Thursday, May 2, 2013

this is how it really happened

i’ve been asked by several people who read this blog to give an account of the day of the flood.  since today is the 3rd anniversary i thought i’d try.
i’ll go back a day to saturday, may 1, 2010.  i had just been fired on friday for missing 4 days of work, with a doctor’s note, with bronchitis and pneumonia.  i spent the day on the couch angry and sick.  it rained all day.  HARD.  I-40 east was closed (one route to my aunt and uncles.)
i slept little the night of saturday-sunday.  it rained all night.
i got up before 6 a.m. on sunday morning and knew right away i wouldn’t try to get out for church.  still raining and i felt awful.  power was on and off all day.  i walked the dogs at about 9 a.m. for 10 minutes when the rain let up and talked to some neighbors.  i found that mcgavock was now closed.  there are 2 roads in and out of my neighborhood:  mcgavock and briley.  with mcgavock closed that eliminated my aunt and uncles house to the east and one of the routes south to daddy’s.
the rain continued, i struggled to breathe and thought about where to apply for a job.  outside my backyard fence there is a hill 10-12 feet down that leads to a common area about the size of a football field where our dogs can run without leashes.  in the center of this space there is a slight dip about a foot deep and 30 feet across.  by midday there was water in the hole.  every half hour i went out to look.  it never changed. 
3 p.m. i went out again to walk the dogs (my golden retriever and my pug.)  i learned then that briley parkway was closed, both north and south.  i was officially stuck.  no way out.  daddy lives south, mama west and my brother, north.  no matter – no way out.
no satellite, no power, no way out.
i was getting calls on my cell phone every hour by most family members telling me to leave.  leave?  how?
by 7 p.m. there was no change.  still raining, no power, roads closed, cell phone battery dying, frantic calls.  i, with pneumonia, laid on the couch for lack of anything to do, and slept for 45 minutes.  when i woke i went out back to check and there was water a foot from my fence.  i called my brother and told him i was leaving.  the only thing i could think to do was drive 2 miles to the end of the main road where there is a church on a hill.  almost 2 miles from the river.  oh, i live yards from the river.  the cumberland.  it is just behind the football-size common area behind the house. 
it’s about 8 p.m. now - i grabbed a bag, put in a pair of shorts, a t-shirt, my cell phone, 4 or 5 bibles, my purse and put those in small SUV, a kia sportage.  i got the 2 dog beds, the dog food, the cat food and loaded them, loaded the dogs, went back in one more time for the cat and the one bottle of unopened red wine.  i spoke to a few neighbors and asked where they were going.  everyone was headed to the church.  water was pouring into my street to my right (i’m the 3rd house on the street.)  it was 2 houses away.  a man in a canoe with a bullhorn was telling us to evacuate:  “you MUST evacuate, it’s a matter of minutes, briley parkway north will be open by the time you get there! EVACUATE!”  water was 4 houses away to my left (now my only way out of the subdivision.  i started the car and drove into the water.  3/10 of a mile from home i turned right 4/10s of a mile from the main road.

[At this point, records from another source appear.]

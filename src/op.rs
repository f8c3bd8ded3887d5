use crate::error::{fatal, MResult, MatrixError};
use crate::matrix::{Matrix, MatrixBase};
use crate::shape::{ensure_col_vector, ensure_dims, ensure_row_vector, transposed};
use crate::storage::{BaseData, BaseDataMut};

trait Map {
    fn f(&self, v: f64) -> f64;
}

trait Map2 {
    fn f(&self, a: f64, b: f64) -> f64;
}

struct Add;

impl Map2 for Add {
    #[inline]
    fn f(&self, a: f64, b: f64) -> f64 {
        a + b
    }
}

struct Sub;

impl Map2 for Sub {
    #[inline]
    fn f(&self, a: f64, b: f64) -> f64 {
        a - b
    }
}

struct Mul;

impl Map2 for Mul {
    #[inline]
    fn f(&self, a: f64, b: f64) -> f64 {
        a * b
    }
}

struct Shift(f64);

impl Map for Shift {
    #[inline]
    fn f(&self, v: f64) -> f64 {
        v + self.0
    }
}

struct Scale(f64);

impl Map for Scale {
    #[inline]
    fn f(&self, v: f64) -> f64 {
        v * self.0
    }
}

struct Pow(f64);

impl Map for Pow {
    #[inline]
    fn f(&self, v: f64) -> f64 {
        v.powf(self.0)
    }
}

// Divides by `norm = scale * rest` in two steps so neither factor overflows.
struct Normalize {
    scale: f64,
    rest: f64,
}

impl Map for Normalize {
    #[inline]
    fn f(&self, v: f64) -> f64 {
        v / self.scale / self.rest
    }
}

impl<S> MatrixBase<S>
where
    S: BaseData,
{
    pub fn sum(&self) -> f64 {
        self.iter().sum()
    }

    pub fn try_dot<S2: BaseData>(&self, b: &MatrixBase<S2>) -> MResult<f64> {
        ensure_dims("dot", self.dims(), b.dims())?;
        Ok(self
            .row_iter()
            .zip(b.row_iter())
            .map(|(x, y)| x.iter().zip(y).map(|(p, q)| p * q).sum::<f64>())
            .sum())
    }

    /// Sum of the elementwise product with `b`. For row vectors this is the
    /// usual dot product.
    #[track_caller]
    pub fn dot<S2: BaseData>(&self, b: &MatrixBase<S2>) -> f64 {
        fatal(self.try_dot(b))
    }

    // The 2-norm as `scale * rest`, with `scale` the largest magnitude and
    // `rest` in `[1, sqrt(len)]`. Squaring `v / scale` keeps huge and tiny
    // elements representable.
    fn scaled_norm(&self) -> (f64, f64) {
        let scale = self
            .iter()
            .fold(0.0f64, |m, v| if m.is_nan() || v.is_nan() { f64::NAN } else { m.max(v.abs()) });
        if scale == 0.0 || !scale.is_finite() {
            return (scale, 1.0);
        }
        let rest = self
            .iter()
            .map(|v| {
                let x = v / scale;
                x * x
            })
            .sum::<f64>()
            .sqrt();
        (scale, rest)
    }

    pub fn try_norm(&self, order: i32) -> MResult<f64> {
        if order != 2 {
            return Err(MatrixError::UnsupportedNormOrder { order });
        }
        let (scale, rest) = self.scaled_norm();
        Ok(scale * rest)
    }

    /// Euclidean (Frobenius) norm. Any `order` other than 2 is rejected.
    #[track_caller]
    pub fn norm(&self, order: i32) -> f64 {
        fatal(self.try_norm(order))
    }

    pub fn t(&self) -> Matrix {
        let mut out = Matrix::zeros(self.cols(), self.rows());
        out.transpose(self);
        out
    }
}

impl<S> MatrixBase<S>
where
    S: BaseDataMut,
{
    fn try_map<S2: BaseData, M: Map>(
        &mut self,
        op: &'static str,
        m: &M,
        a: &MatrixBase<S2>,
    ) -> MResult<()> {
        ensure_dims(op, a.dims(), self.dims())?;
        for (d, s) in self.row_iter_mut().zip(a.row_iter()) {
            d.iter_mut().zip(s).for_each(|(x, y)| *x = m.f(*y));
        }
        Ok(())
    }

    fn map_in_place<M: Map>(&mut self, m: &M) {
        for r in self.row_iter_mut() {
            r.iter_mut().for_each(|x| *x = m.f(*x));
        }
    }

    fn try_map2<S2: BaseData, S3: BaseData, M: Map2>(
        &mut self,
        op: &'static str,
        m: &M,
        a: &MatrixBase<S2>,
        b: &MatrixBase<S3>,
    ) -> MResult<()> {
        ensure_dims(op, a.dims(), b.dims())?;
        ensure_dims(op, a.dims(), self.dims())?;
        for ((d, x), y) in self.row_iter_mut().zip(a.row_iter()).zip(b.row_iter()) {
            for ((o, p), q) in d.iter_mut().zip(x).zip(y) {
                *o = m.f(*p, *q);
            }
        }
        Ok(())
    }

    fn try_map2_in_place<S2: BaseData, M: Map2>(
        &mut self,
        op: &'static str,
        m: &M,
        b: &MatrixBase<S2>,
    ) -> MResult<()> {
        ensure_dims(op, self.dims(), b.dims())?;
        for (d, y) in self.row_iter_mut().zip(b.row_iter()) {
            d.iter_mut().zip(y).for_each(|(o, q)| *o = m.f(*o, *q));
        }
        Ok(())
    }

    // `row` (1 x cols) applied against every row of `a`.
    fn try_broadcast_row<S2: BaseData, S3: BaseData, M: Map2>(
        &mut self,
        op: &'static str,
        m: &M,
        a: &MatrixBase<S2>,
        row: &MatrixBase<S3>,
    ) -> MResult<()> {
        ensure_row_vector(op, a.cols(), row.dims())?;
        ensure_dims(op, a.dims(), self.dims())?;
        if row.is_empty() {
            return Ok(());
        }
        let r = row.row_slice(0);
        for (d, s) in self.row_iter_mut().zip(a.row_iter()) {
            for ((o, p), q) in d.iter_mut().zip(s).zip(r) {
                *o = m.f(*p, *q);
            }
        }
        Ok(())
    }

    // `col` (rows x 1) applied against every column of `a`.
    fn try_broadcast_col<S2: BaseData, S3: BaseData, M: Map2>(
        &mut self,
        op: &'static str,
        m: &M,
        a: &MatrixBase<S2>,
        col: &MatrixBase<S3>,
    ) -> MResult<()> {
        ensure_col_vector(op, a.rows(), col.dims())?;
        ensure_dims(op, a.dims(), self.dims())?;
        for ((d, s), c) in self.row_iter_mut().zip(a.row_iter()).zip(col.row_iter()) {
            d.iter_mut().zip(s).for_each(|(o, p)| *o = m.f(*p, c[0]));
        }
        Ok(())
    }

    fn try_broadcast_row_in_place<S2: BaseData, M: Map2>(
        &mut self,
        op: &'static str,
        m: &M,
        row: &MatrixBase<S2>,
    ) -> MResult<()> {
        ensure_row_vector(op, self.cols(), row.dims())?;
        if row.is_empty() {
            return Ok(());
        }
        let r = row.row_slice(0);
        for d in self.row_iter_mut() {
            d.iter_mut().zip(r).for_each(|(o, q)| *o = m.f(*o, *q));
        }
        Ok(())
    }

    fn try_broadcast_col_in_place<S2: BaseData, M: Map2>(
        &mut self,
        op: &'static str,
        m: &M,
        col: &MatrixBase<S2>,
    ) -> MResult<()> {
        ensure_col_vector(op, self.rows(), col.dims())?;
        for (d, c) in self.row_iter_mut().zip(col.row_iter()) {
            d.iter_mut().for_each(|o| *o = m.f(*o, c[0]));
        }
        Ok(())
    }

    #[track_caller]
    pub fn add<S2: BaseData, S3: BaseData>(&mut self, a: &MatrixBase<S2>, b: &MatrixBase<S3>) {
        fatal(self.try_map2("add", &Add, a, b))
    }

    #[track_caller]
    pub fn add_in_place<S2: BaseData>(&mut self, b: &MatrixBase<S2>) {
        fatal(self.try_map2_in_place("add", &Add, b))
    }

    #[track_caller]
    pub fn sub<S2: BaseData, S3: BaseData>(&mut self, a: &MatrixBase<S2>, b: &MatrixBase<S3>) {
        fatal(self.try_map2("sub", &Sub, a, b))
    }

    #[track_caller]
    pub fn sub_in_place<S2: BaseData>(&mut self, b: &MatrixBase<S2>) {
        fatal(self.try_map2_in_place("sub", &Sub, b))
    }

    #[track_caller]
    pub fn add_scalar<S2: BaseData>(&mut self, a: &MatrixBase<S2>, c: f64) {
        fatal(self.try_map("add_scalar", &Shift(c), a))
    }

    pub fn add_scalar_in_place(&mut self, c: f64) {
        self.map_in_place(&Shift(c))
    }

    /// Adds the row vector `row` to every row of `a`.
    #[track_caller]
    pub fn add_row<S2: BaseData, S3: BaseData>(&mut self, a: &MatrixBase<S2>, row: &MatrixBase<S3>) {
        fatal(self.try_broadcast_row("add_row", &Add, a, row))
    }

    #[track_caller]
    pub fn add_row_in_place<S2: BaseData>(&mut self, row: &MatrixBase<S2>) {
        fatal(self.try_broadcast_row_in_place("add_row", &Add, row))
    }

    /// Subtracts the row vector `row` from every row of `a`. `row` is only
    /// read.
    #[track_caller]
    pub fn sub_row<S2: BaseData, S3: BaseData>(&mut self, a: &MatrixBase<S2>, row: &MatrixBase<S3>) {
        fatal(self.try_broadcast_row("sub_row", &Sub, a, row))
    }

    #[track_caller]
    pub fn sub_row_in_place<S2: BaseData>(&mut self, row: &MatrixBase<S2>) {
        fatal(self.try_broadcast_row_in_place("sub_row", &Sub, row))
    }

    #[track_caller]
    pub fn mul_elem<S2: BaseData, S3: BaseData>(&mut self, a: &MatrixBase<S2>, b: &MatrixBase<S3>) {
        fatal(self.try_map2("mul_elem", &Mul, a, b))
    }

    #[track_caller]
    pub fn mul_elem_in_place<S2: BaseData>(&mut self, b: &MatrixBase<S2>) {
        fatal(self.try_map2_in_place("mul_elem", &Mul, b))
    }

    #[track_caller]
    pub fn scale<S2: BaseData>(&mut self, c: f64, a: &MatrixBase<S2>) {
        fatal(self.try_map("scale", &Scale(c), a))
    }

    pub fn scale_in_place(&mut self, c: f64) {
        self.map_in_place(&Scale(c))
    }

    /// Multiplies column `j` of `a` elementwise by the column vector `col`,
    /// for every `j`.
    #[track_caller]
    pub fn scale_by_col<S2: BaseData, S3: BaseData>(
        &mut self,
        a: &MatrixBase<S2>,
        col: &MatrixBase<S3>,
    ) {
        fatal(self.try_broadcast_col("scale_by_col", &Mul, a, col))
    }

    #[track_caller]
    pub fn scale_by_col_in_place<S2: BaseData>(&mut self, col: &MatrixBase<S2>) {
        fatal(self.try_broadcast_col_in_place("scale_by_col", &Mul, col))
    }

    /// Multiplies row `i` of `a` elementwise by the row vector `row`, for
    /// every `i`.
    #[track_caller]
    pub fn scale_by_row<S2: BaseData, S3: BaseData>(
        &mut self,
        a: &MatrixBase<S2>,
        row: &MatrixBase<S3>,
    ) {
        fatal(self.try_broadcast_row("scale_by_row", &Mul, a, row))
    }

    #[track_caller]
    pub fn scale_by_row_in_place<S2: BaseData>(&mut self, row: &MatrixBase<S2>) {
        fatal(self.try_broadcast_row_in_place("scale_by_row", &Mul, row))
    }

    #[track_caller]
    pub fn pow<S2: BaseData>(&mut self, a: &MatrixBase<S2>, exp: f64) {
        fatal(self.try_map("pow", &Pow(exp), a))
    }

    pub fn pow_in_place(&mut self, exp: f64) {
        self.map_in_place(&Pow(exp))
    }

    fn try_transpose<S2: BaseData>(&mut self, a: &MatrixBase<S2>) -> MResult<()> {
        ensure_dims("transpose", transposed(a.dims()), self.dims())?;
        for (i, row) in a.row_iter().enumerate() {
            for (j, v) in row.iter().enumerate() {
                self.row_slice_mut(j)[i] = *v;
            }
        }
        Ok(())
    }

    /// `self = aᵀ`. `self` must already have `a`'s dimensions reversed.
    #[track_caller]
    pub fn transpose<S2: BaseData>(&mut self, a: &MatrixBase<S2>) {
        fatal(self.try_transpose(a))
    }

    fn unit_factor<S2: BaseData>(a: &MatrixBase<S2>) -> MResult<Normalize> {
        let (scale, rest) = a.scaled_norm();
        if scale == 0.0 || !scale.is_finite() || !rest.is_finite() {
            return Err(MatrixError::DegenerateNorm);
        }
        Ok(Normalize { scale, rest })
    }

    pub fn try_unit<S2: BaseData>(&mut self, a: &MatrixBase<S2>) -> MResult<()> {
        ensure_dims("unit", a.dims(), self.dims())?;
        let k = Self::unit_factor(a)?;
        self.try_map("unit", &k, a)
    }

    /// `self = a / ‖a‖₂`. A zero norm raises [`MatrixError::DegenerateNorm`].
    #[track_caller]
    pub fn unit<S2: BaseData>(&mut self, a: &MatrixBase<S2>) {
        fatal(self.try_unit(a))
    }

    #[track_caller]
    pub fn unit_in_place(&mut self) {
        let k = fatal(Self::unit_factor(self));
        self.map_in_place(&k)
    }
}

macro_rules! impl_binary_op {
    ($trt:ident, $mth:ident) => {
        impl<S, S2> std::ops::$trt<&MatrixBase<S2>> for &MatrixBase<S>
        where
            S: BaseData,
            S2: BaseData,
        {
            type Output = Matrix;

            #[track_caller]
            fn $mth(self, rhs: &MatrixBase<S2>) -> Matrix {
                let mut out = Matrix::zeros(self.rows(), self.cols());
                Matrix::$mth(&mut out, self, rhs);
                out
            }
        }
    };
}

impl_binary_op!(Add, add); // +
impl_binary_op!(Sub, sub); // -

impl<S> std::ops::Mul<f64> for &MatrixBase<S>
where
    S: BaseData,
{
    type Output = Matrix;

    fn mul(self, rhs: f64) -> Matrix {
        let mut out = self.to_owned();
        out.scale_in_place(rhs);
        out
    }
}

impl<S> std::ops::Neg for &MatrixBase<S>
where
    S: BaseData,
{
    type Output = Matrix;

    fn neg(self) -> Matrix {
        self * -1.0
    }
}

50 feet after my turn, i was following a larger SUV, i felt my tires lift off the road and i floated.  and i thought, “this is it, we’re all 4 going to die…right now.”  there is a large pond to my right a good 12-15 below the road but water was well over the tires of the ford expedition in front of me.  i knew we would drown.  if the car in front of me were a sedan, or if i were in a sedan, i don’t think i would have made it.
when i finally got to the main road i felt the tires grip the wet road.  2 miles away i got to briley and headed north.  i was headed to the river.  a half mile from the briley exit my car died.  it was a manual 5-speed and i kept it going another ½ mile.  now my car is dead, my house is under water, i’m a mile from the rapidly rising river.  it’s still raining. 
i couldn’t get through to my brother but i finally got daddy.  he called my brother to pick me up.  he was the only one that lived north and could get to me.  he was 40 miles away.  i was ready to die.  i was afraid that i wouldn’t be able to get out of the car when he came to get me.  i was afraid that we would all be dead.  i though about letting the animals out so they could find higher ground but i couldn’t move.  i just set with my phone in my hand and told the dogs and cat that we would be okay – never believing it.
an hour later he got there and i managed to transfer my few possessions to his car and make it to his house.  when i got there i realized i had no litter box, no toothbrush, no underwear, no corkscrew.  somehow i had the presence of mind to drive to wal-mart a few minutes before midnight and buy a few things.  i didn’t sleep at all and the next morning i saw my house on the news as a man in a boat took home video.  only boats could get in because the river was 5 days away from cresting.
this is what may 2 means to me.
(the red point on the map is pretty close to where my house is.  it’s just a little closer to the river.  this is no way across the river but to drive the 2 miles south to the nearest entrance to briley almost between the country club and park.)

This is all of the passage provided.